Having it changeable will solve it forever. Maybe with a warning in the settings, like if you do stupid things expect it to work stupidly to avoid getting issues like: once I change the url regex to .* npp is slow.

Yaron10 · 2020-07-29T21:45:17Z

No matter what regex change one would come up with now, sooner or later someone will come along who wants it different.

I don't know enough about the issue.
If that is the case (and I assume it is if you say so), your suggestion is very good.

I do know that Visual Studio, Gmail and other editors interpret URLs correctly even if they contain non-Latin characters and/or certain characters (e.g. .) at the end.

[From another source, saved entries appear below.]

//! The batched state updater (§4.8, §5): orders and coalesces emitted
//! transforms before committing them to the outer state container.
//!
//! A flush is triggered either by the queue reaching [`BatchedStateUpdater`]'s
//! threshold, or by a single time-slice timer elapsing after the most recent
//! enqueue — modeled here the same way `re_analytics`'s native pipeline
//! debounces disk flushes: a dedicated thread blocked on
//! `crossbeam::channel::Receiver::recv_timeout`, reset on every enqueue and
//! woken immediately to shut down on disposal.

use std::collections::VecDeque;
use std::sync::atomic::{AtomicBool, Ordering};
use std::sync::Arc;
use std::time::Duration;

use crossbeam::channel::{self, RecvTimeoutError};
use parking_lot::Mutex;

use crate::path::{Key, KeyPath, PropName, SegPath};
use crate::tree::{self, MaterializedTree};
use crate::value::{Props, Value};

/// One entry in the FIFO queue (§4.8 "Operations must be applied in enqueue
/// order"). Each variant owns everything it needs so it can outlive the
/// event that produced it.
#[derive(Clone, Debug)]
pub enum Operation {
    Added { seg: SegPath, key_path: KeyPath, key: Key, props: Props },
    Removed { seg: SegPath, key_path: KeyPath, key: Key },
    Modified { seg: SegPath, property: PropName, key_path: KeyPath, key: Key, new: Value },
}

impl Operation {
    fn apply(&self, tree: &mut MaterializedTree) {
        let outcome = match self {
            Operation::Added { seg, key_path, key, props } => tree::apply_added(tree, seg, key_path, key, props).map(|()| true),
            Operation::Removed { seg, key_path, key } => tree::apply_removed(tree, seg, key_path, key),
            Operation::Modified { seg, property, key_path, key, new } => tree::apply_modified(tree, seg, property, key_path, key, new),
        };
        match outcome {
            Ok(true) => {}
            Ok(false) => flowtree_log::warn!("{self:?}: path references unknown item, skipping"),
            Err(err) => {
                // `added` into a missing parent at a non-root segment path
                // (§7): a contract violation by the step graph, not a
                // recoverable race. Use the chain-aware formatter so a
                // wrapped source (if one is ever added to `TransformError`)
                // doesn't get silently dropped from the panic message.
                panic!("flowtree: contract violation applying {self:?}: {}", flowtree_error::format(&err));
            }
        }
    }
}

/// The outer state container's one entry point (§6 `set_state`): the engine
/// calls this with a pure transform from the current tree to the next.
pub trait StateSink: Send + Sync {
    fn set_state(&self, transform: Box<dyn FnOnce(MaterializedTree) -> MaterializedTree + Send>);
}

enum TimerMsg {
    Reset,
    Shutdown,
}

pub struct BatchedStateUpdater {
    queue: Mutex<VecDeque<Operation>>,
    batch_threshold: usize,
    sink: Arc<dyn StateSink>,
    timer_tx: channel::Sender<TimerMsg>,
    disposed: AtomicBool,
}

impl BatchedStateUpdater {
    /// `batch_threshold`: flush as soon as the queue reaches this many
    /// pending operations. `time_slice`: flush this long after the most
    /// recent enqueue, even if the threshold was never reached.
    pub fn new(sink: Arc<dyn StateSink>, batch_threshold: usize, time_slice: Duration) -> Arc<Self> {
        let (timer_tx, timer_rx) = channel::unbounded();

        let updater = Arc::new(Self {
            queue: Mutex::new(VecDeque::new()),
            batch_threshold,
            sink,
            timer_tx,
            disposed: AtomicBool::new(false),
        });

        let weak = Arc::downgrade(&updater);
        std::thread::Builder::new()
            .name("flowtree-batch-timer".into())
            .spawn(move || loop {
                match timer_rx.recv_timeout(time_slice) {
                    Ok(TimerMsg::Reset) => continue,
                    Ok(TimerMsg::Shutdown) => break,
                    Err(RecvTimeoutError::Disconnected) => break,
                    Err(RecvTimeoutError::Timeout) => {
                        let Some(updater) = weak.upgrade() else { break };
                        updater.flush();
                    }
                }
            })
            .expect("failed to spawn flowtree batch timer thread");

        updater
    }

    /// Appends an operation to the queue, flushing immediately if that
    /// brings it to the batch threshold, otherwise resetting the debounce
    /// timer (§4.8).
    pub fn enqueue(&self, op: Operation) {
        let should_flush_now = {
            let mut queue = self.queue.lock();
            queue.push_back(op);
            queue.len() >= self.batch_threshold
        };
        if should_flush_now {
            self.flush();
        } else {
            // The timer thread treats a disconnected receiver the same as a
            // dropped send: harmless if disposal raced us here.
            let _ = self.timer_tx.send(TimerMsg::Reset);
        }
    }

    /// Drains the queue synchronously and commits one `set_state` call if
    /// anything was pending (§5 "a `force_flush()` operation drains the
    /// queue synchronously").
    pub fn flush(&self) {
        let ops: Vec<Operation> = {
            let mut queue = self.queue.lock();
            if queue.is_empty() {
                return;
            }
            queue.drain(..).collect()
        };

        self.sink.set_state(Box::new(move |mut tree| {
            for op in &ops {
                op.apply(&mut tree);
            }
            tree
        }));
    }

    /// Cancels the debounce timer and flushes whatever is still pending
    /// (§4.8 "Disposal"). Idempotent.
    pub fn dispose(&self) {
        if self.disposed.swap(true, Ordering::SeqCst) {
            return;
        }
        self.flush();
        let _ = self.timer_tx.send(TimerMsg::Shutdown);
    }

    #[cfg(test)]
    pub(crate) fn pending_len(&self) -> usize {
        self.queue.lock().len()
    }
}

impl Drop for BatchedStateUpdater {
    fn drop(&mut self) {
        self.dispose();
    }
}

#[cfg(test)]
mod tests {
    use super::*;
    use crate::path::SegPath;

    struct RecordingSink {
        tree: Mutex<MaterializedTree>,
        applies: Mutex<usize>,
    }

    impl StateSink for RecordingSink {
        fn set_state(&self, transform: Box<dyn FnOnce(MaterializedTree) -> MaterializedTree + Send>) {
            let mut tree = self.tree.lock();
            *tree = transform(std::mem::take(&mut *tree));
            *self.applies.lock() += 1;
        }
    }

    #[test]
    fn threshold_triggers_synchronous_flush() {
        let sink = Arc::new(RecordingSink {
            tree: Mutex::new(MaterializedTree::default()),
            applies: Mutex::new(0),
        });
        let updater = BatchedStateUpdater::new(sink.clone(), 2, Duration::from_secs(30));

        updater.enqueue(Operation::Added {
            seg: SegPath::root(),
            key_path: KeyPath::root(),
            key: "a".into(),
            props: Props::new(),
        });
        assert_eq!(updater.pending_len(), 1);
        assert_eq!(*sink.applies.lock(), 0);

        updater.enqueue(Operation::Added {
            seg: SegPath::root(),
            key_path: KeyPath::root(),
            key: "b".into(),
            props: Props::new(),
        });
        assert_eq!(updater.pending_len(), 0);
        assert_eq!(*sink.applies.lock(), 1);
        assert_eq!(sink.tree.lock().len(), 2);
    }

    #[test]
    fn force_flush_drains_queue_synchronously() {
        let sink = Arc::new(RecordingSink {
            tree: Mutex::new(MaterializedTree::default()),
            applies: Mutex::new(0),
        });
        let updater = BatchedStateUpdater::new(sink.clone(), 100, Duration::from_secs(30));

        updater.enqueue(Operation::Added {
            seg: SegPath::root(),
            key_path: KeyPath::root(),
            key: "a".into(),
            props: Props::new(),
        });
        updater.flush();

        assert_eq!(*sink.applies.lock(), 1);
        assert_eq!(sink.tree.lock().len(), 1);
    }

    #[test]
    fn dispose_flushes_pending_operations() {
        let sink = Arc::new(RecordingSink {
            tree: Mutex::new(MaterializedTree::default()),
            applies: Mutex::new(0),
        });
        let updater = BatchedStateUpdater::new(sink.clone(), 100, Duration::from_secs(30));
        updater.enqueue(Operation::Added {
            seg: SegPath::root(),
            key_path: KeyPath::root(),
            key: "a".into(),
            props: Props::new(),
        });
        updater.dispose();
        assert_eq!(*sink.applies.lock(), 1);
    }
}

Yaron10 · 2020-07-30T19:17:47Z

Replacing
#define URL_REG_EXPR "[A-Za-z]+://[A-Za-z0-9_\\-\\+~.:?&@=/%#,;\\{\\}\\(\\)\\[\\]\\|\\*\\!\\\\]+"
with
#define URL_REG_EXPR "(http|ftp|https)://([\\w-]+(?:(?:\\.[\\w-]+)+))([\\w.,@?^=%&:/~+#-]*[\\w@?^=%&/~+#-])?"
solves the following cases:

https://github.com/notepad-plus-plus/notepad-plus-plus.
(https://github.com/notepad-plus-plus/notepad-plus-plus)
https://www.rnids.rs/национални-домени/регистрација-националних-домена
https://www.morfix.co.il/שלום

Feel free to test, improve and submit a PR.

RegEx source: https://stackoverflow.com/questions/6038061/regular-expression-to-find-urls-within-a-string

Ekopalypse · 2020-07-30T19:30:42Z

@Yaron10 - this would restrict urls to start with http, ftp and https only, but IANA define a lot more. And maybe in two weeks, month, ... even more?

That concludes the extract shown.